Fruit trees and bushes

March is your last chance for planting new, bare-rooted apple and pear trees, blueberries, raspberries, blackberries, and hybrid berries, as well as gooseberry and currant bushes. By April it will be too late for any but container-grown plants.

Plant bare-rooted currant bushes this month, while they are still dormant.

Plant bare-rooted currant bushes this month, while they are still dormant.

Garlic

March is almost certainly your last chance to plant garlic for harvesting this year.

Herbs

Towards the end of the month, sow seeds of herbs such as chives, coriander, dill, fennel, oregano, and parsley that can tolerate low temperatures, but cover with fleece at night if frost is forecast. In addition, begin planting out any young, ready-to-plant specimens of hardy herbs you’ve bought from garden centres or nurseries – mint, rosemary, and thyme, for example.

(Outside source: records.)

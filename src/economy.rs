use std::collections::VecDeque;

use crate::error::{EngineError, EngineResult};

/// Number of months of price / circulating-supply history kept.
pub const HISTORY_WINDOW: usize = 12;

/// Mutable token-economy state for one simulation run.
///
/// Supply buckets track circulating, staked and burned tokens; the balance
/// of the initial supply that has not unlocked yet lives implicitly in the
/// agents' vesting schedules. Burn permanently removes tokens from
/// `total_supply`; emission rewards add to it.
#[derive(Debug)]
pub struct TokenEconomy {
    current_price: f64,
    price_floor: f64,
    total_supply: f64,
    circulating_supply: f64,
    staked_supply: f64,
    burned_supply: f64,
    /// Tokens sold this month, reset on commit.
    month_volume: f64,
    price_history: VecDeque<f64>,
    circulating_history: VecDeque<f64>,
}

/// Immutable view of the economy handed to agents and pricing models.
#[derive(Debug, Clone)]
pub struct EconomySnapshot {
    pub price: f64,
    pub price_floor: f64,
    pub total_supply: f64,
    pub circulating_supply: f64,
    pub staked_supply: f64,
    pub burned_supply: f64,
    pub month_volume: f64,
    pub price_history: Vec<f64>,
    pub circulating_history: Vec<f64>,
}

impl EconomySnapshot {
    /// Mean of the last `window` recorded prices, falling back to the
    /// current price when no history exists yet.
    pub fn mean_price(&self, window: usize) -> f64 {
        let n = self.price_history.len().min(window);
        if n == 0 {
            return self.price;
        }
        let start = self.price_history.len() - n;
        self.price_history[start..].iter().sum::<f64>() / n as f64
    }
}

impl TokenEconomy {
    pub fn new(initial_price: f64, total_supply: f64, price_floor: f64) -> Self {
        TokenEconomy {
            current_price: initial_price.max(price_floor),
            price_floor,
            total_supply,
            circulating_supply: 0.0,
            staked_supply: 0.0,
            burned_supply: 0.0,
            month_volume: 0.0,
            price_history: VecDeque::with_capacity(HISTORY_WINDOW),
            circulating_history: VecDeque::with_capacity(HISTORY_WINDOW),
        }
    }

    pub fn price(&self) -> f64 {
        self.current_price
    }

    pub fn total_supply(&self) -> f64 {
        self.total_supply
    }

    pub fn circulating_supply(&self) -> f64 {
        self.circulating_supply
    }

    pub fn staked_supply(&self) -> f64 {
        self.staked_supply
    }

    pub fn burned_supply(&self) -> f64 {
        self.burned_supply
    }

    pub fn month_volume(&self) -> f64 {
        self.month_volume
    }

    /// Add a sale to this month's transaction volume.
    pub fn record_transaction(&mut self, tokens_sold: f64, _price: f64) {
        self.month_volume += tokens_sold;
    }

    /// Atomically adjust the supply buckets. A delta that would drive any
    /// balance negative is rejected and leaves the state untouched.
    pub fn update_supply(
        &mut self,
        delta_circulating: f64,
        delta_staked: f64,
        delta_burned: f64,
    ) -> EngineResult<()> {
        let circulating = self.circulating_supply + delta_circulating;
        let staked = self.staked_supply + delta_staked;
        let burned = self.burned_supply + delta_burned;
        // Burned tokens leave total supply for good.
        let total = self.total_supply - delta_burned;

        // Tolerate floating-point dust just below zero.
        const EPS: f64 = 1e-6;
        if circulating < -EPS || staked < -EPS || burned < -EPS || total < -EPS {
            return Err(EngineError::simulation(format!(
                "supply update would go negative: circulating={circulating:.4} \
                 staked={staked:.4} burned={burned:.4} total={total:.4}"
            )));
        }

        self.circulating_supply = circulating.max(0.0);
        self.staked_supply = staked.max(0.0);
        self.burned_supply = burned.max(0.0);
        self.total_supply = total.max(0.0);
        Ok(())
    }

    /// Emission rewards mint new liquid tokens.
    pub fn mint_emission(&mut self, amount: f64) {
        self.total_supply += amount;
        self.circulating_supply += amount;
    }

    /// Close the month: archive price and circulating supply, set the new
    /// price and reset the per-month volume.
    pub fn commit_month(&mut self, new_price: f64) {
        if self.price_history.len() == HISTORY_WINDOW {
            self.price_history.pop_front();
        }
        self.price_history.push_back(self.current_price);

        if self.circulating_history.len() == HISTORY_WINDOW {
            self.circulating_history.pop_front();
        }
        self.circulating_history.push_back(self.circulating_supply);

        self.current_price = new_price.max(self.price_floor);
        self.month_volume = 0.0;
    }

    pub fn snapshot(&self) -> EconomySnapshot {
        EconomySnapshot {
            price: self.current_price,
            price_floor: self.price_floor,
            total_supply: self.total_supply,
            circulating_supply: self.circulating_supply,
            staked_supply: self.staked_supply,
            burned_supply: self.burned_supply,
            month_volume: self.month_volume,
            price_history: self.price_history.iter().copied().collect(),
            circulating_history: self.circulating_history.iter().copied().collect(),
        }
    }
}
use serde_json::Value;

use crate::config::SimulationRequest;
use crate::error::EngineResult;

/// Strip nulls recursively. Absent and explicit-null optional fields end
/// up identical, so they cannot split the cache key.
fn strip_nulls(value: Value) -> Value {
    match value {
        Value::Object(map) => Value::Object(
            map.into_iter()
                .filter(|(_, v)| !v.is_null())
                .map(|(k, v)| (k, strip_nulls(v)))
                .collect(),
        ),
        Value::Array(items) => Value::Array(items.into_iter().map(strip_nulls).collect()),
        other => other,
    }
}

/// Canonical serialization of a request: stable key order (serde_json maps
/// are ordered), nulls stripped, floats in their shortest round-trip form.
/// This string is part of the public surface — changing it invalidates
/// every cached fingerprint.
pub fn canonical_string(request: &SimulationRequest) -> EngineResult<String> {
    let value = serde_json::to_value(request)?;
    Ok(strip_nulls(value).to_string())
}

/// Cache key: blake3 over a job-kind tag and the canonical serialization.
/// The tag keeps a single-run submission and a Monte-Carlo submission of
/// the same payload from colliding.
pub fn fingerprint(request: &SimulationRequest, kind_tag: &str) -> EngineResult<String> {
    let mut hasher = blake3::Hasher::new();
    hasher.update(kind_tag.as_bytes());
    hasher.update(b"\n");
    hasher.update(canonical_string(request)?.as_bytes());
    Ok(hasher.finalize().to_hex().to_string())
}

Lettuces and other salad crops

Sow lettuce seed either indoors or outdoors, under cover if necessary. Sow spring onions, radishes, salad mixes, rocket, summer purslane, and Oriental leaves under cloches or in cold frames.

Onions and shallots

It’s still possible to sow onion seeds outdoors, but both onions and shallots are better grown from commercially produced “sets”. Shallot sets can be planted in February or March, onion sets in March or April.

Peas and broad beans

Sow both pea and broad bean seeds outdoors, protecting them with cloches if the weather is still cold.

Asparagus

It’s possible to grow asparagus from seed but much easier to buy ready-to-plant rootstocks known as “crowns”. Plant them in pre-prepared trenches this month or next.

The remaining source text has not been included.